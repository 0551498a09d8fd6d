//! Promptly CLI
//!
//! Command-line front end for the Promptly API: sign in, pick a profile and
//! browse or generate prompts within it.

use anyhow::{Context, bail};
use clap::{Parser, Subcommand};
use serde::Serialize;
use std::collections::BTreeMap;
use std::path::{Path, PathBuf};
use std::sync::Arc;
use tracing::{Level, debug, info};
use tracing_subscriber::{EnvFilter, FmtSubscriber};

use promptly_client::{ActivityTracker, ApiClient, SelectedProfileStore, SessionStore};
use promptly_core::activity::{ActivityType, ActivityUser};
use promptly_core::models::{GeneratePromptRequest, Profile};
use promptly_core::{ClientConfig, KeyValueStore, Navigator};
use promptly_storage::FileKeyValueStore;

/// Promptly - prompt templates, personas and profiles from the terminal
#[derive(Parser)]
#[command(name = "promptly")]
#[command(about = "Promptly command-line client", long_about = None)]
struct Cli {
    /// Path to configuration file (YAML or TOML)
    #[arg(
        short,
        long,
        value_name = "FILE",
        env = "PROMPTLY_CONFIG",
        global = true
    )]
    config: Option<PathBuf>,

    #[command(subcommand)]
    command: Commands,
}

#[derive(Subcommand)]
enum Commands {
    /// Print the URL of the login page
    Login,
    /// Store the token obtained from the login page
    SetToken { token: String },
    /// Show the signed-in user
    Whoami,
    /// Sign out locally and on the server
    Logout,
    /// Manage profiles
    Profiles {
        #[command(subcommand)]
        command: ProfileCommands,
    },
    /// Personas in the selected profile
    Personas {
        #[command(subcommand)]
        command: ListCommands,
    },
    /// Templates in the selected profile
    Templates {
        #[command(subcommand)]
        command: ListCommands,
    },
    /// Prompts in the selected profile
    Prompts {
        #[command(subcommand)]
        command: PromptCommands,
    },
    /// List available intents
    Intents,
}

#[derive(Subcommand)]
enum ProfileCommands {
    List,
    /// Make a profile the scope for list commands
    Select { id: String },
    /// Show the selected profile
    Current,
}

#[derive(Subcommand)]
enum ListCommands {
    List,
}

#[derive(Subcommand)]
enum PromptCommands {
    List,
    /// Generate a prompt from a template
    Generate {
        /// Template id
        #[arg(long)]
        template: String,

        /// Name of the new prompt
        #[arg(long)]
        name: String,

        /// Template variable, repeatable
        #[arg(long = "var", value_name = "KEY=VALUE", value_parser = parse_var)]
        vars: Vec<(String, String)>,
    },
}

/// Navigator for a terminal: the user opens the URL themselves
struct StdoutNavigator;

impl Navigator for StdoutNavigator {
    fn navigate(&self, url: &str) -> promptly_core::Result<()> {
        println!("Open {} in your browser to sign in", url);
        Ok(())
    }
}

struct App {
    api: Arc<ApiClient>,
    session: SessionStore,
    tracker: Arc<ActivityTracker>,
    profiles: SelectedProfileStore,
}

impl App {
    fn new(config: &ClientConfig) -> anyhow::Result<Self> {
        let storage_path = config.storage_path()?;
        let storage: Arc<dyn KeyValueStore> = Arc::new(
            FileKeyValueStore::open(&storage_path)
                .with_context(|| format!("Failed to open {}", storage_path.display()))?,
        );

        let api = Arc::new(ApiClient::from_config(
            config,
            storage.clone(),
            Arc::new(StdoutNavigator),
        )?);

        let tracker = Arc::new(ActivityTracker::new(api.clone()));
        tracker.set_enabled(config.activity_tracking.enabled);

        Ok(Self {
            session: SessionStore::new(api.clone()).with_activity_tracker(tracker.clone()),
            profiles: SelectedProfileStore::new(storage),
            api,
            tracker,
        })
    }

    async fn run(&self, command: Commands) -> anyhow::Result<()> {
        match command {
            Commands::Login => self.session.login()?,
            Commands::SetToken { token } => self.set_token(&token).await?,
            Commands::Whoami => {
                self.session.init().await;
                match self.session.user() {
                    Some(user) => print_json(&user)?,
                    None => println!("Not signed in. Run `promptly login`."),
                }
            }
            Commands::Logout => {
                self.session.init().await;
                if self.session.state().is_authenticated {
                    self.session.logout().await;
                    println!("Signed out");
                } else {
                    println!("Not signed in");
                }
            }
            Commands::Profiles { command } => self.profiles_command(command).await?,
            Commands::Personas {
                command: ListCommands::List,
            } => print_json(&self.api.list_personas(self.scope().as_deref()).await?)?,
            Commands::Templates {
                command: ListCommands::List,
            } => print_json(&self.api.list_templates(self.scope().as_deref()).await?)?,
            Commands::Prompts {
                command: PromptCommands::List,
            } => print_json(&self.api.list_prompts(self.scope().as_deref()).await?)?,
            Commands::Prompts {
                command:
                    PromptCommands::Generate {
                        template,
                        name,
                        vars,
                    },
            } => self.generate_prompt(template, name, vars).await?,
            Commands::Intents => print_json(&self.api.list_intents().await?)?,
        }

        Ok(())
    }

    async fn set_token(&self, token: &str) -> anyhow::Result<()> {
        self.session.store_token(token)?;
        self.session.validate_token().await;

        match self.session.user() {
            Some(user) => {
                self.tracker.track_login(&ActivityUser::from(&user)).await;
                println!("Signed in as {} <{}>", user.name, user.email);
                Ok(())
            }
            None => bail!("The server rejected this token"),
        }
    }

    async fn profiles_command(&self, command: ProfileCommands) -> anyhow::Result<()> {
        match command {
            ProfileCommands::List => print_json(&self.api.list_profiles().await?)?,
            ProfileCommands::Select { id } => {
                let Some(profile) = self.find_profile(&id).await? else {
                    bail!("No profile with id {}", id);
                };
                println!("Selected profile {} ({})", profile.name, profile.id);
                self.profiles.set(Some(profile));
            }
            ProfileCommands::Current => match self.profiles.stored_id() {
                None => println!("No profile selected"),
                Some(id) => match self.find_profile(&id).await? {
                    Some(profile) => {
                        print_json(&profile)?;
                        self.profiles.set(Some(profile));
                    }
                    None => println!("Selected profile {} no longer exists", id),
                },
            },
        }

        Ok(())
    }

    async fn generate_prompt(
        &self,
        template_id: String,
        name: String,
        vars: Vec<(String, String)>,
    ) -> anyhow::Result<()> {
        // Resolve the user up front so the outcome can be attributed
        self.session.init().await;
        let user = self.session.user().map(|u| ActivityUser::from(&u));
        let profile_id = self.scope();

        let request = GeneratePromptRequest {
            template_id: template_id.clone(),
            name,
            variable_values: vars.into_iter().collect(),
            profile_id: profile_id.clone(),
        };

        match self.api.generate_prompt(&request).await {
            Ok(prompt) => {
                if let Some(user) = &user {
                    self.tracker
                        .track_prompt_created(user, Some(&prompt.id), profile_id.as_deref())
                        .await;
                }
                print_json(&prompt)
            }
            Err(e) => {
                if let Some(user) = &user {
                    let extra = BTreeMap::from([("template_id".to_string(), template_id)]);
                    self.tracker
                        .track_error(user, ActivityType::PromptCreated, &e.to_string(), extra)
                        .await;
                }
                Err(e.into())
            }
        }
    }

    async fn find_profile(&self, id: &str) -> anyhow::Result<Option<Profile>> {
        let profiles = self.api.list_profiles().await?;
        Ok(profiles.into_iter().find(|p| p.id == id))
    }

    /// Profile id list commands are scoped to
    fn scope(&self) -> Option<String> {
        let scope = self.profiles.stored_id();
        debug!(profile_id = ?scope, "Resolved list scope");
        scope
    }
}

fn load_config(path: Option<&Path>) -> anyhow::Result<ClientConfig> {
    let mut config = match path {
        Some(path) => ClientConfig::from_file(path)
            .with_context(|| format!("Failed to load config from {}", path.display()))?,
        None => ClientConfig::default(),
    };

    // Environment variables override the file
    config.merge_env();
    config.validate()?;
    Ok(config)
}

fn init_tracing(level: &str) -> anyhow::Result<()> {
    let level = match level.to_lowercase().as_str() {
        "trace" => Level::TRACE,
        "debug" => Level::DEBUG,
        "info" => Level::INFO,
        "warn" => Level::WARN,
        "error" => Level::ERROR,
        _ => Level::INFO,
    };

    // RUST_LOG wins over the configured level
    let filter = EnvFilter::try_from_default_env()
        .unwrap_or_else(|_| EnvFilter::new(level.to_string()));

    let subscriber = FmtSubscriber::builder()
        .with_env_filter(filter)
        .with_writer(std::io::stderr)
        .finish();
    tracing::subscriber::set_global_default(subscriber)?;
    Ok(())
}

fn parse_var(raw: &str) -> Result<(String, String), String> {
    match raw.split_once('=') {
        Some((key, value)) if !key.trim().is_empty() => {
            Ok((key.trim().to_string(), value.to_string()))
        }
        _ => Err(format!("expected KEY=VALUE, got `{}`", raw)),
    }
}

fn print_json<T: Serialize + ?Sized>(value: &T) -> anyhow::Result<()> {
    println!("{}", serde_json::to_string_pretty(value)?);
    Ok(())
}

#[tokio::main]
async fn main() -> anyhow::Result<()> {
    let cli = Cli::parse();

    let config = load_config(cli.config.as_deref())?;
    init_tracing(&config.logging.level)?;
    info!(api = %config.base_url(), "Promptly CLI starting");

    let app = App::new(&config)?;
    app.run(cli.command).await
}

→ Task statement
Scan the listing for the string "PromptCommands", then copy every line where it appears.

→ Written response
        command: PromptCommands,
enum PromptCommands {
                command: PromptCommands::List,
                    PromptCommands::Generate {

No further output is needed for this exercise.